Из этого нагромождения защитных мифов сознания мы рассмотрим один из главных: в учении дона Хуана он называется чувством собственной важности. Интересна, в первую очередь, его многосторонняя экспансия в психическом мире и удивительная живучесть, способность надевать бесконечное число масок и таким образом сохраняться даже тогда, когда остальные мифы разоблачены и осмеяны.

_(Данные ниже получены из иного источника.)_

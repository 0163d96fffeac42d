use domain::{Command, DeviceStatus, Message, MessageKind, ScalarValue};
use std::time::Duration;

#[test]
fn message_resolution_requires_both_ids() {
    let mut message = Message::new("00000001", MessageKind::Data).with_value("battery", 85u8);
    assert!(!message.is_resolved());

    message.device_id = "dev-1".to_string();
    assert!(message.is_resolved());
    assert_eq!(message.value("battery"), Some(&ScalarValue::I64(85)));
}

#[test]
fn scalar_values_serialize_untagged() {
    let message = Message::new("1", MessageKind::Data)
        .with_value("temperature", 25.6)
        .with_value("online", true);
    let json = serde_json::to_value(&message.values).expect("serialize");
    assert_eq!(json, serde_json::json!({ "online": true, "temperature": 25.6 }));
}

#[test]
fn command_deserializes_timeout_ms() {
    let json = r#"{
        "wire_id": "1",
        "device_id": "dev-1",
        "command_id": "c-1",
        "action": "sleep",
        "params": { "sleep_minutes": 60 },
        "timeout": 1500
    }"#;
    let command: Command = serde_json::from_str(json).expect("command");
    assert_eq!(command.timeout, Duration::from_millis(1500));
    assert_eq!(command.param("sleep_minutes"), Some(&serde_json::json!(60)));
}

#[test]
fn device_status_codes() {
    assert_eq!(DeviceStatus::Online.code(), 1);
    assert_eq!(DeviceStatus::Offline.code(), 0);
}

В самой простой форме миф о собственной важности имеет вид бытовой (социальной) роли, причем сама роль никакого отношения к чувству собственной важности не имеет. Всякий человек, живущий в мире, невольно исполняет ту или иную роль: роль слуги или хозяина, отца или матери, жены или сына, деспота или жертвы, друга или врага, созидателя или потребителя. В любой из этих ролей эго находит почву для сотворения излюбленного мифа. "Я — хороший семьянин и примерный отец", — говорит себе, например, человеческое эго и, безмолвно любуясь собой, делает вывод: "Значит, я чего-то стою. Пусть я не правитель и не гений, но то, что я делаю, тоже важно." Если других подкрепляющих мифов создано не было, резкое разоблачение такой простой конструкции может стать для человека величайшей трагедией его жизни. Жестоко и неразумно проводить подобные эксперименты, если внутреннее чувство человека не пробудилось и еще не способно быть опорой в его дальнейшем существовании. Принявший роль деспота говорит себе: "Я — сильный, я всех подчиняю своей воле, я могу вершить большие дела. Такие, как я, соль земли." И это не игра, это искренняя вера, которая и делает мир просто ужасным. Жертва твердит свое: "Я слаб, я беззащитен, меня всякий может обидеть, потому что я добр, мягок, у меня нежная душа. И я готов жертвовать собой — посмотрите, как это красиво!" Конечно, подобные вещи скрываются в подсознательном. Никто не отважится выражать такое открыто. Вряд ли человек признает эту затаенную мысль даже в том случае, когда ему прямо укажут на нее. Творец гордится своим творчеством, потребитель — своим вкусом, и так далее и тому подобное. Мир переполнен этим. Миф о собственной важности уже давно стал мифом глобальным, общечеловеческим.